Data mining and knowledge discovery can today be considered as stable fields with
numerous efficient methods and studies that have been proposed to extract knowledge
from data. Nevertheless, the famous golden nugget is still challenging. Actually, the
context evolved since the first definition of the KDD process and knowledge has now
to be extracted from data getting more and more complex. The structure of the data,
for instance, doesn’t match the attribute-value format when considering the web, texts
or videos.
In the framework of Data Mining, many software solutions have been developed
for the extraction of knowledge from tabular data (which are typically obtained from
relational databases). Methodological extensions have been proposed to deal with data
initially obtained from other sources, like in the context of natural language (text mining)

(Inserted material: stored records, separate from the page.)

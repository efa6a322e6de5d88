//! Spiral word placement.
//!
//! Words are placed largest first. Each starts at a jittered point near the
//! middle of the canvas and walks outward along an Archimedean spiral until
//! its box fits inside the canvas without touching anything placed before.
//! Words that never fit are dropped.

use super::quadtree::RectTree;
use super::{CloudLayoutService, CloudWord, PlacedWord};
use crate::settings::CloudSettings;
use egui::{Pos2, Rect, Vec2};
use rand::rngs::StdRng;
use rand::{Rng, SeedableRng};

/// Average glyph advance as a fraction of the font size
const GLYPH_WIDTH: f32 = 0.55;

/// Spiral parameter step
const SPIRAL_STEP: f32 = 0.1;

pub struct SpiralLayout {
    width: f32,
    height: f32,
    padding: f32,
    seed: Option<u64>,
}

impl SpiralLayout {
    pub fn new(settings: &CloudSettings) -> Self {
        Self {
            width: settings.width,
            height: settings.height,
            padding: settings.padding,
            seed: settings.seed,
        }
    }

    fn rng(&self) -> StdRng {
        match self.seed {
            Some(seed) => StdRng::seed_from_u64(seed),
            None => StdRng::from_entropy(),
        }
    }

    /// Padded bounding box of a word centered on `center`
    fn word_box(&self, word: &CloudWord, rotate: f32, center: Pos2) -> Rect {
        let w = word.text.chars().count() as f32 * word.size * GLYPH_WIDTH + 2.0 * self.padding;
        let h = word.size + 2.0 * self.padding;
        let size = if rotate == 0.0 {
            Vec2::new(w, h)
        } else {
            Vec2::new(h, w)
        };
        Rect::from_center_size(center, size)
    }

    /// Point `t` along the spiral, stretched to the canvas aspect ratio
    fn spiral(&self, t: f32) -> Vec2 {
        let aspect = self.width / self.height;
        let t = t * SPIRAL_STEP;
        Vec2::new(aspect * t * t.cos(), t * t.sin())
    }
}

impl CloudLayoutService for SpiralLayout {
    fn place(&self, words: &[CloudWord]) -> Vec<PlacedWord> {
        let mut rng = self.rng();
        let canvas = Rect::from_min_size(Pos2::ZERO, Vec2::new(self.width, self.height));
        let max_delta = (self.width * self.width + self.height * self.height).sqrt();
        let mut placed_boxes = RectTree::new(canvas);

        let mut order: Vec<&CloudWord> = words.iter().collect();
        order.sort_by(|a, b| b.size.total_cmp(&a.size));

        let mut placed = Vec::with_capacity(order.len());
        for word in order {
            let rotate = if rng.gen_bool(0.5) { 90.0 } else { 0.0 };
            let start = Pos2::new(
                (self.width * (rng.gen::<f32>() + 0.5) / 2.0).floor(),
                (self.height * (rng.gen::<f32>() + 0.5) / 2.0).floor(),
            );
            let dt = if rng.gen_bool(0.5) { 1.0 } else { -1.0 };

            let mut t = 0.0_f32;
            loop {
                let delta = self.spiral(t);
                let (dx, dy) = (delta.x.trunc(), delta.y.trunc());
                if dx.abs().min(dy.abs()) >= max_delta {
                    tracing::debug!("No room for cloud word {:?}", word.text);
                    break;
                }
                t += dt;

                let center = start + Vec2::new(dx, dy);
                let bounds = self.word_box(word, rotate, center);
                if !canvas.contains_rect(bounds) || placed_boxes.collides(&bounds) {
                    continue;
                }

                placed_boxes.insert(bounds);
                placed.push(PlacedWord {
                    text: word.text.clone(),
                    size: word.size,
                    x: center.x - self.width / 2.0,
                    y: center.y - self.height / 2.0,
                    rotate,
                });
                break;
            }
        }
        tracing::debug!("Placed {} of {} cloud words", placed_boxes.len(), words.len());
        placed
    }
}
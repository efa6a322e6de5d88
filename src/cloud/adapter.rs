//! Keyword cloud state: turns a year's keywords into a layout request and
//! holds the placed words once the layout service answers.

use super::{CloudLayout, CloudRequest, CloudWord, PlacedWord};
use crate::settings::CloudSettings;
use crate::timeline::types::{Keyword, TimePoint, Year};
use crate::timeline::ViewFlags;
use std::time::Instant;

/// Search issued automatically the first time a cloud is built
#[derive(Debug, Clone, PartialEq)]
pub struct AutoSearch {
    pub word: String,
    pub year: Year,
}

/// What a rebuild asks the caller to do
#[derive(Debug, Clone, PartialEq)]
pub struct CloudRebuild {
    pub request: CloudRequest,
    pub auto_search: Option<AutoSearch>,
}

/// Square-root scale from keyword counts onto font sizes
#[derive(Debug, Clone, Copy, PartialEq)]
pub struct FontScale {
    domain: (f32, f32),
    range: (f32, f32),
}

impl FontScale {
    /// Domain runs from the last (smallest) count to the first; a zero minimum counts as 1
    pub fn for_keywords(keywords: &[Keyword], range: (f32, f32)) -> Option<Self> {
        let first = keywords.first()?;
        let last = keywords.last()?;
        let min = if last.count == 0 { 1 } else { last.count };
        Some(Self {
            domain: (min as f32, first.count as f32),
            range,
        })
    }

    pub fn apply(&self, count: u32) -> f32 {
        let lo = self.domain.0.sqrt();
        let hi = self.domain.1.sqrt();
        let span = hi - lo;
        let t = if span == 0.0 {
            0.0
        } else {
            ((count as f32).sqrt() - lo) / span
        };
        (self.range.0 + t * (self.range.1 - self.range.0)).max(1.0)
    }
}

/// The keyword cloud panel
pub struct KeywordCloud {
    font_range: (f32, f32),
    generation: u64,
    year: Option<Year>,
    words: Vec<PlacedWord>,
    placed_at: Option<Instant>,
}

impl KeywordCloud {
    pub fn new(settings: &CloudSettings) -> Self {
        Self {
            font_range: (settings.min_font_size, settings.max_font_size),
            generation: 0,
            year: None,
            words: Vec::new(),
            placed_at: None,
        }
    }

    /// Start a new cloud for `point`.
    ///
    /// Visible words are dropped right away and any layout still in flight
    /// becomes stale. The first cloud of the session also asks for one
    /// automatic search of the point's top keyword. A point without keywords
    /// leaves everything untouched.
    pub fn rebuild(&mut self, flags: &mut ViewFlags, point: &TimePoint) -> Option<CloudRebuild> {
        let scale = FontScale::for_keywords(&point.keywords, self.font_range)?;

        self.generation += 1;
        self.words.clear();
        self.placed_at = None;
        self.year = Some(point.year.clone());

        let words = point
            .keywords
            .iter()
            .map(|k| CloudWord {
                text: k.value.clone(),
                size: scale.apply(k.count),
            })
            .collect();

        flags.cloud_drawn = true;
        let auto_search = if flags.auto_searched {
            None
        } else {
            flags.auto_searched = true;
            point.representative().map(|k| AutoSearch {
                word: k.value.clone(),
                year: point.year.clone(),
            })
        };

        tracing::debug!(
            "Cloud generation {} for year {} ({} words)",
            self.generation,
            point.year,
            point.keywords.len()
        );

        Some(CloudRebuild {
            request: CloudRequest {
                generation: self.generation,
                words,
            },
            auto_search,
        })
    }

    /// Accept a finished layout. Layouts for an older rebuild are ignored.
    pub fn on_layout(&mut self, layout: CloudLayout) -> bool {
        if layout.generation != self.generation {
            tracing::debug!(
                "Dropping stale cloud layout {} (current {})",
                layout.generation,
                self.generation
            );
            return false;
        }
        self.words = layout.words;
        self.placed_at = Some(Instant::now());
        true
    }

    pub fn words(&self) -> &[PlacedWord] {
        &self.words
    }

    /// Year the current cloud was built from
    pub fn year(&self) -> Option<&Year> {
        self.year.as_ref()
    }

    /// When the current words arrived, for the fade-in
    pub fn placed_at(&self) -> Option<Instant> {
        self.placed_at
    }

    #[cfg(test)]
    pub fn generation(&self) -> u64 {
        self.generation
    }
}

#[cfg(test)]
mod tests {
    use super::*;

    fn point(year: &str, keywords: &[(&str, u32)]) -> TimePoint {
        TimePoint {
            year: Year::new(year),
            quantity: 1.0,
            keywords: keywords.iter().map(|&(v, c)| Keyword::new(v, c)).collect(),
        }
    }

    fn cloud() -> KeywordCloud {
        KeywordCloud::new(&CloudSettings::default())
    }

    #[test]
    fn first_rebuild_requests_one_auto_search() {
        let mut cloud = cloud();
        let mut flags = ViewFlags::default();

        let rebuild = cloud
            .rebuild(&mut flags, &point("2000", &[("ai", 10), ("ml", 3)]))
            .unwrap();
        assert_eq!(
            rebuild.auto_search,
            Some(AutoSearch {
                word: "ai".into(),
                year: Year::new("2000"),
            })
        );
        assert!(flags.cloud_drawn);
        assert!(flags.auto_searched);

        for _ in 0..5 {
            let again = cloud.rebuild(&mut flags, &point("2001", &[("nlp", 7)])).unwrap();
            assert!(again.auto_search.is_none());
        }
    }

    #[test]
    fn empty_keywords_are_skipped() {
        let mut cloud = cloud();
        let mut flags = ViewFlags::default();

        assert!(cloud.rebuild(&mut flags, &point("2000", &[])).is_none());
        assert_eq!(flags, ViewFlags::default());
        assert_eq!(cloud.generation(), 0);

        // A later non-empty point still gets the bootstrap search
        let rebuild = cloud.rebuild(&mut flags, &point("2001", &[("nlp", 7)])).unwrap();
        assert!(rebuild.auto_search.is_some());
    }

    #[test]
    fn sizes_span_the_font_range() {
        let mut cloud = cloud();
        let mut flags = ViewFlags::default();
        let rebuild = cloud
            .rebuild(&mut flags, &point("2000", &[("ai", 16), ("ml", 9), ("cv", 4)]))
            .unwrap();

        let sizes: Vec<f32> = rebuild.request.words.iter().map(|w| w.size).collect();
        assert_eq!(sizes[0], 60.0);
        assert_eq!(sizes[1], 36.0);
        assert_eq!(sizes[2], 12.0);
        assert_eq!(rebuild.request.words[0].text, "ai");
    }

    #[test]
    fn zero_minimum_count_uses_one() {
        let scale = FontScale::for_keywords(
            &[Keyword::new("a", 4), Keyword::new("b", 0)],
            (12.0, 60.0),
        )
        .unwrap();
        assert_eq!(scale.apply(1), 12.0);
        assert_eq!(scale.apply(4), 60.0);
        assert!(scale.apply(0) >= 1.0);
    }

    #[test]
    fn single_keyword_gets_the_minimum_size() {
        let scale = FontScale::for_keywords(&[Keyword::new("a", 5)], (12.0, 60.0)).unwrap();
        assert_eq!(scale.apply(5), 12.0);
    }

    #[test]
    fn stale_layouts_are_ignored() {
        let mut cloud = cloud();
        let mut flags = ViewFlags::default();
        let first = cloud.rebuild(&mut flags, &point("2000", &[("ai", 10)])).unwrap();
        let second = cloud.rebuild(&mut flags, &point("2001", &[("nlp", 7)])).unwrap();

        let placed = |text: &str| PlacedWord {
            text: text.into(),
            size: 12.0,
            x: 0.0,
            y: 0.0,
            rotate: 0.0,
        };

        assert!(!cloud.on_layout(CloudLayout {
            generation: first.request.generation,
            words: vec![placed("ai")],
        }));
        assert!(cloud.words().is_empty());

        assert!(cloud.on_layout(CloudLayout {
            generation: second.request.generation,
            words: vec![placed("nlp")],
        }));
        assert_eq!(cloud.words()[0].text, "nlp");
        assert_eq!(cloud.year(), Some(&Year::new("2001")));
        assert!(cloud.placed_at().is_some());
    }

    #[test]
    fn rebuild_clears_visible_words() {
        let mut cloud = cloud();
        let mut flags = ViewFlags::default();
        let first = cloud.rebuild(&mut flags, &point("2000", &[("ai", 10)])).unwrap();
        cloud.on_layout(CloudLayout {
            generation: first.request.generation,
            words: vec![PlacedWord {
                text: "ai".into(),
                size: 12.0,
                x: 0.0,
                y: 0.0,
                rotate: 0.0,
            }],
        });
        assert_eq!(cloud.words().len(), 1);

        cloud.rebuild(&mut flags, &point("2001", &[("nlp", 7)]));
        assert!(cloud.words().is_empty());
    }
}
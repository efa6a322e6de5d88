//! Index and quantity scales for the timeline chart.
//!
//! Tick stepping and domain "nicing" follow the usual 1/2/5 × 10^k scheme so
//! the y axis tops out at a round number.

use super::types::{TimePoint, Year};

/// Below this zoom (pixels per time index) only every other tick is requested
const DENSE_TICK_THRESHOLD: f32 = 30.0;

/// Tick target used when nicing the quantity domain
const NICE_TICK_TARGET: usize = 10;

/// Linear mapping from a domain onto a pixel range
#[derive(Debug, Clone, Copy, PartialEq)]
pub struct LinearScale {
    pub domain: (f32, f32),
    pub range: (f32, f32),
}

impl LinearScale {
    pub fn new(domain: (f32, f32), range: (f32, f32)) -> Self {
        Self { domain, range }
    }

    /// Map a domain value to pixels. A zero-width domain maps everything to the range start.
    pub fn apply(&self, value: f32) -> f32 {
        let span = self.domain.1 - self.domain.0;
        if span == 0.0 {
            return self.range.0;
        }
        let t = (value - self.domain.0) / span;
        self.range.0 + t * (self.range.1 - self.range.0)
    }
}

/// One labelled position on the x axis
#[derive(Debug, Clone, PartialEq)]
pub struct Tick {
    pub index: usize,
    pub x: f32,
    pub label: Year,
}

/// Everything needed to place points on the chart
#[derive(Debug, Clone, PartialEq)]
pub struct Scales {
    /// Time index -> pixel
    pub x: LinearScale,
    /// Quantity -> pixel, inverted so larger quantities sit higher
    pub y: LinearScale,
    pub width: f32,
    pub height: f32,
    /// Requested tick density
    pub tick_count: usize,
    pub ticks: Vec<Tick>,
}

/// How many x ticks to ask for at a given zoom
pub fn tick_count(pixel_scale: f32, len: usize) -> usize {
    if pixel_scale < DENSE_TICK_THRESHOLD {
        // round(len / 2)
        (len + 1) / 2
    } else {
        len
    }
}

/// Build the scales for a dataset at a zoom level.
///
/// Pure: the caller clears whatever was drawn with the previous scales.
pub fn build_scales(data: &[TimePoint], pixel_scale: f32, height: f32) -> Scales {
    let len = data.len();
    let width = len as f32 * pixel_scale;
    let last_index = len.saturating_sub(1) as f32;
    let x = LinearScale::new((0.0, last_index), (0.0, width));

    let max_quantity = data.iter().map(|d| d.quantity as f32).fold(0.0_f32, f32::max);
    let y = LinearScale::new((0.0, nice_upper(max_quantity)), (height, 0.0));

    let tick_count = tick_count(pixel_scale, len);
    let ticks = tick_indices(len, tick_count)
        .into_iter()
        .map(|index| Tick {
            index,
            x: x.apply(index as f32),
            label: data[index].year.clone(),
        })
        .collect();

    Scales {
        x,
        y,
        width,
        height,
        tick_count,
        ticks,
    }
}

/// Round step covering `span` in roughly `count` steps
fn tick_step(span: f64, count: usize) -> f64 {
    let count = count.max(1) as f64;
    let mut step = 10_f64.powf((span / count).log10().floor());
    let error = count / span * step;
    if error <= 0.15 {
        step *= 10.0;
    } else if error <= 0.35 {
        step *= 5.0;
    } else if error <= 0.75 {
        step *= 2.0;
    }
    step
}

/// Extend `max` up to the next round number (domain starts at zero)
fn nice_upper(max: f32) -> f32 {
    let max = max as f64;
    if !max.is_finite() || max <= 0.0 {
        return 1.0;
    }
    let step = tick_step(max, NICE_TICK_TARGET);
    // tolerate powf rounding so an already-round max stays put
    let steps = (max / step - 1e-9).ceil();
    (steps * step) as f32
}

/// Integer tick positions over `[0, len - 1]`
fn tick_indices(len: usize, count: usize) -> Vec<usize> {
    match len {
        0 => Vec::new(),
        1 => vec![0],
        _ => {
            let last = len - 1;
            let step = tick_step(last as f64, count).max(1.0).round() as usize;
            (0..=last).step_by(step).collect()
        }
    }
}

#[cfg(test)]
mod tests {
    use super::*;
    use crate::timeline::types::Keyword;
    use proptest::prelude::*;

    fn series(quantities: &[f64]) -> Vec<TimePoint> {
        quantities
            .iter()
            .enumerate()
            .map(|(i, &q)| TimePoint {
                year: Year::new((2000 + i).to_string()),
                quantity: q,
                keywords: vec![Keyword::new("kw", 1)],
            })
            .collect()
    }

    #[test]
    fn two_points_at_forty_pixels() {
        let scales = build_scales(&series(&[5.0, 9.0]), 40.0, 260.0);
        assert_eq!(scales.width, 80.0);
        assert_eq!(scales.tick_count, 2);
        assert_eq!(scales.x.apply(0.0), 0.0);
        assert_eq!(scales.x.apply(1.0), 80.0);
        let labels: Vec<&str> = scales.ticks.iter().map(|t| t.label.as_str()).collect();
        assert_eq!(labels, vec!["2000", "2001"]);
    }

    #[test]
    fn y_is_inverted_and_niced() {
        let scales = build_scales(&series(&[5.0, 123.0]), 40.0, 260.0);
        assert_eq!(scales.y.domain, (0.0, 130.0));
        assert_eq!(scales.y.apply(0.0), 260.0);
        assert_eq!(scales.y.apply(130.0), 0.0);
        assert!(scales.y.apply(123.0) < scales.y.apply(5.0));
    }

    #[test]
    fn nice_keeps_round_maxima() {
        assert_eq!(nice_upper(9.0), 9.0);
        assert_eq!(nice_upper(5.0), 5.0);
        assert_eq!(nice_upper(100.0), 100.0);
        assert_eq!(nice_upper(0.0), 1.0);
    }

    #[test]
    fn single_point_maps_to_origin() {
        let scales = build_scales(&series(&[3.0]), 40.0, 260.0);
        assert_eq!(scales.width, 40.0);
        assert_eq!(scales.x.apply(0.0), 0.0);
        assert_eq!(scales.ticks.len(), 1);
    }

    #[test]
    fn empty_dataset_has_no_ticks() {
        let scales = build_scales(&[], 40.0, 260.0);
        assert_eq!(scales.width, 0.0);
        assert!(scales.ticks.is_empty());
    }

    #[test]
    fn low_zoom_thins_labels() {
        let data = series(&[1.0; 40]);
        let dense = build_scales(&data, 40.0, 260.0);
        let sparse = build_scales(&data, 10.0, 260.0);
        assert_eq!(sparse.tick_count, 20);
        assert!(sparse.ticks.len() < dense.ticks.len());
        assert!(sparse.ticks.iter().all(|t| t.index < data.len()));
    }

    proptest! {
        #[test]
        fn tick_density_follows_zoom(len in 0usize..500, scale in 1.0f32..29.99) {
            prop_assert_eq!(tick_count(scale, len), ((len as f64) / 2.0).round() as usize);
        }

        #[test]
        fn full_density_at_or_above_threshold(len in 0usize..500, scale in 30.0f32..400.0) {
            prop_assert_eq!(tick_count(scale, len), len);
        }

        #[test]
        fn ticks_stay_on_data_indices(len in 1usize..300, scale in 1.0f32..100.0) {
            let data = series(&vec![1.0; len]);
            let scales = build_scales(&data, scale, 260.0);
            prop_assert!(!scales.ticks.is_empty());
            for tick in &scales.ticks {
                prop_assert!(tick.index < len);
                prop_assert_eq!(&tick.label, &data[tick.index].year);
            }
        }
    }
}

and image (image mining). KDD has thus evolved following a unimodal scheme
instantiated according to the type of the underlying data (tabular data, text, images,
etc), which, at the end, always leads to working on the classical double entry tabular
format.
The aim of this book is to gather the most recent works that address issues related to the concept of mining complex data. The whole knowledge discovery process being involved, our goal is to provide researchers dealing with each step of this process by key entries. Actually, managing complex data within the KDD process implies to work on every step, starting from the pre-processing (e.g. structuring and organizing) to the visualization and interpretation (e.g. sorting or filtering) of the results, via the data mining methods themselves (e.g. classification, clustering, frequent patterns extraction, etc.). The papers presented here are selected from the workshop papers held yearly since 2006.